=== Begin Enclosure ===

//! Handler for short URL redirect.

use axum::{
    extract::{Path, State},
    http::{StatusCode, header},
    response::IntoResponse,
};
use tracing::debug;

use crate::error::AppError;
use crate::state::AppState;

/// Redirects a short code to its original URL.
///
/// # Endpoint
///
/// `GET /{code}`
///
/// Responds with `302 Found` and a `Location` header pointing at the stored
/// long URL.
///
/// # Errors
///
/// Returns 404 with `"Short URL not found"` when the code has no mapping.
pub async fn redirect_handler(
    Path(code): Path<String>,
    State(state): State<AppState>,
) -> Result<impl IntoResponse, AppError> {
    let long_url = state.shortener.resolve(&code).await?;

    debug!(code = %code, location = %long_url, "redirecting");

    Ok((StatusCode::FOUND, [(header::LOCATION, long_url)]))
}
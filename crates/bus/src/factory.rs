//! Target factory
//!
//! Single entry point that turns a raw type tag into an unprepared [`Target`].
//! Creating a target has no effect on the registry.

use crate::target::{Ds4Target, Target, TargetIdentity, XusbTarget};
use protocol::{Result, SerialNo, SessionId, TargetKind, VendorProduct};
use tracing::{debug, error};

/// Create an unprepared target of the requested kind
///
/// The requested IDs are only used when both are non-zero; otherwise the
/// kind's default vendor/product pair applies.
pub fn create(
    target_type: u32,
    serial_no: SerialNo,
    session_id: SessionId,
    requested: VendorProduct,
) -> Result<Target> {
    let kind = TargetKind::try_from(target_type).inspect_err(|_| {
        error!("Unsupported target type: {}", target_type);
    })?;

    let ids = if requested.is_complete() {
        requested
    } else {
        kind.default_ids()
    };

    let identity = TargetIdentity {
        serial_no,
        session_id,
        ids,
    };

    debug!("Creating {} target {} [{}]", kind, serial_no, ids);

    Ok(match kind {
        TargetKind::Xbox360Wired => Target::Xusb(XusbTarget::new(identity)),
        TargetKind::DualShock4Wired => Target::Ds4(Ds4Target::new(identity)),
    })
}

=== End Enclosure ===
=== Begin Enclosure ===

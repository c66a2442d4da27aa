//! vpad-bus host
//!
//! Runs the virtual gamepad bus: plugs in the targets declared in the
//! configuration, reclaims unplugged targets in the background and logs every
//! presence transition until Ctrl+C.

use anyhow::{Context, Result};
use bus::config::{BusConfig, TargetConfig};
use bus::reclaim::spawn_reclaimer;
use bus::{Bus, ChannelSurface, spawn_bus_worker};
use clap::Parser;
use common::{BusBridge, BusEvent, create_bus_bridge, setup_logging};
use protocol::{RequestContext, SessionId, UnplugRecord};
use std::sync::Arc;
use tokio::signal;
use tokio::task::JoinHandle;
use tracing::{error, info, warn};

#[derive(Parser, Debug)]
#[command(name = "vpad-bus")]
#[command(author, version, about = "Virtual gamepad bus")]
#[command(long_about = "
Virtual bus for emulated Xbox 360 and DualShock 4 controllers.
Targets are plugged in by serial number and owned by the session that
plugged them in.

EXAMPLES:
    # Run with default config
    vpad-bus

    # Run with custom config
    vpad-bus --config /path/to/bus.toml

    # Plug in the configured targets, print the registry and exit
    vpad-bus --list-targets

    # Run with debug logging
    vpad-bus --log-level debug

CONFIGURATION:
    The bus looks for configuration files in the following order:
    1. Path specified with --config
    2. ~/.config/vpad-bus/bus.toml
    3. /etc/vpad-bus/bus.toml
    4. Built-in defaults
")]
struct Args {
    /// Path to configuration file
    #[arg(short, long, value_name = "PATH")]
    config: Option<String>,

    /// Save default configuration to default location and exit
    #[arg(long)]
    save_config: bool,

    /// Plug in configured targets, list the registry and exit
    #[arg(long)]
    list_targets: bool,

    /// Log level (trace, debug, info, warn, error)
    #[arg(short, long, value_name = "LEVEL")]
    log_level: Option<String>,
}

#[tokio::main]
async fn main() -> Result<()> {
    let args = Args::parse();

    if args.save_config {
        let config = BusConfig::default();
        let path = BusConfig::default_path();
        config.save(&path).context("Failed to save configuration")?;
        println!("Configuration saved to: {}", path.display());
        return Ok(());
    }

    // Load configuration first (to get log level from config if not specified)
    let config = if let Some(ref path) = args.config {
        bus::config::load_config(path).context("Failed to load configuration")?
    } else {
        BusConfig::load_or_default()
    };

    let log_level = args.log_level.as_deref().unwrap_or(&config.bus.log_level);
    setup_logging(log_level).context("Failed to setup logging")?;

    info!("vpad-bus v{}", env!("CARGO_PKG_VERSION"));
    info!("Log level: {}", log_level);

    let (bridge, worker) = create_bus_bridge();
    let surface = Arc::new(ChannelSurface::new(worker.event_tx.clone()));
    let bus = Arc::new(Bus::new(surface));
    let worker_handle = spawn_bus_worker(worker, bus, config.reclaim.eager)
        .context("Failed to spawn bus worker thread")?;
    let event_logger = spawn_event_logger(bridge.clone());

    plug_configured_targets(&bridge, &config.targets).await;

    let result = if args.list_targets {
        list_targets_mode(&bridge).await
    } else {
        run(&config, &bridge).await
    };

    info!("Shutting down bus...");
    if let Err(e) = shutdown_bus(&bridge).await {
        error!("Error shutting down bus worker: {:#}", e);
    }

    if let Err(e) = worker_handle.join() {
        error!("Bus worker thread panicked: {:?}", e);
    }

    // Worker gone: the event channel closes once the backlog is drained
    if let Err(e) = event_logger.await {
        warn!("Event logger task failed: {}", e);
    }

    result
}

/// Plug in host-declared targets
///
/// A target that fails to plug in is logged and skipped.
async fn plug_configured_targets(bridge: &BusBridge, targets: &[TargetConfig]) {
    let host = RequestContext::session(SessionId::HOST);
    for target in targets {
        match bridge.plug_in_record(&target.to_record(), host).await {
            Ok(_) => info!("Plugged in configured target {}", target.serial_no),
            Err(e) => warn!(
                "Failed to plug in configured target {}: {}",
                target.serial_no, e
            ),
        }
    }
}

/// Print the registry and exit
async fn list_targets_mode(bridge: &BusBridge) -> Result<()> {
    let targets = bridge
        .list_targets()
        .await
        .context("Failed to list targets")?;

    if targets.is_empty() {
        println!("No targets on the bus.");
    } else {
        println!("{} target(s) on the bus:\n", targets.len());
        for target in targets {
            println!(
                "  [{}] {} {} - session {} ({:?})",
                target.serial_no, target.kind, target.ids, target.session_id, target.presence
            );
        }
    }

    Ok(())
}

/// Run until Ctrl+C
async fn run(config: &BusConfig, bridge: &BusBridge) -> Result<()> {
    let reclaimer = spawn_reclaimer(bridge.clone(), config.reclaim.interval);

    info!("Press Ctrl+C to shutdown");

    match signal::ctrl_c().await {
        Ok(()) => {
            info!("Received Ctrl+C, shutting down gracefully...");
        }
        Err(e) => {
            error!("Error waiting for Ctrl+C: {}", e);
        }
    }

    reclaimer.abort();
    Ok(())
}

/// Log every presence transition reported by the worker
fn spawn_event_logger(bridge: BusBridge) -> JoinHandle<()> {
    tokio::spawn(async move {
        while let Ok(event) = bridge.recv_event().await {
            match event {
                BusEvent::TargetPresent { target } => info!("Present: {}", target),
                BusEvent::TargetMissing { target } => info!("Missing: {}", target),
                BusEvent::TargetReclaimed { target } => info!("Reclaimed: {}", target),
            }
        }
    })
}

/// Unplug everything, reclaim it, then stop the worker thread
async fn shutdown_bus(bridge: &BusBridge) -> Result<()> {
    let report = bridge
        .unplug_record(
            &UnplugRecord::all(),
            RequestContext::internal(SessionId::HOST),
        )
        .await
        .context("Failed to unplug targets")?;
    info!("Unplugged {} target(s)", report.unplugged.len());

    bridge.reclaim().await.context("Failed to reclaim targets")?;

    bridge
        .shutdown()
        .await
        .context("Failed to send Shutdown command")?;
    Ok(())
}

=== End Enclosure ===
=== Begin Enclosure ===

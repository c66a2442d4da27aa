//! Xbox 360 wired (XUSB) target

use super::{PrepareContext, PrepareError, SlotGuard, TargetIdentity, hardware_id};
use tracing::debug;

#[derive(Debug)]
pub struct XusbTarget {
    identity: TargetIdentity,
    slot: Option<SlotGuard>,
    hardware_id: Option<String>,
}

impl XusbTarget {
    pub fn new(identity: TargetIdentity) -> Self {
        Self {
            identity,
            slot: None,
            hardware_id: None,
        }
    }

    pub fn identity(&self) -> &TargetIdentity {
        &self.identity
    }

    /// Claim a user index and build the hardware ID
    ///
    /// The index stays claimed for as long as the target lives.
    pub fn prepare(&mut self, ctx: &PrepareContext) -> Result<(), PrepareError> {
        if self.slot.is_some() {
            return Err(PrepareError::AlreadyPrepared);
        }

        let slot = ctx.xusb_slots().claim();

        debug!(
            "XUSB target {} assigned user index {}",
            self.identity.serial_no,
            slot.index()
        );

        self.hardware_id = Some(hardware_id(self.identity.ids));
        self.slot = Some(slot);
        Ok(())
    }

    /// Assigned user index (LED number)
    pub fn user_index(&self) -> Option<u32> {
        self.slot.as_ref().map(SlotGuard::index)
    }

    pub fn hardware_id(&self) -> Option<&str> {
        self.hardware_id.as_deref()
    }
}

=== End Enclosure ===

Wherever the word "with" turns up in the material, copy the whole line.

→ **Response area**
/// Responds with `302 Found` and a `Location` header pointing at the stored
/// Returns 404 with `"Short URL not found"` when the code has no mapping.
    # Run with default config
    # Run with custom config
    # Run with debug logging
    1. Path specified with --config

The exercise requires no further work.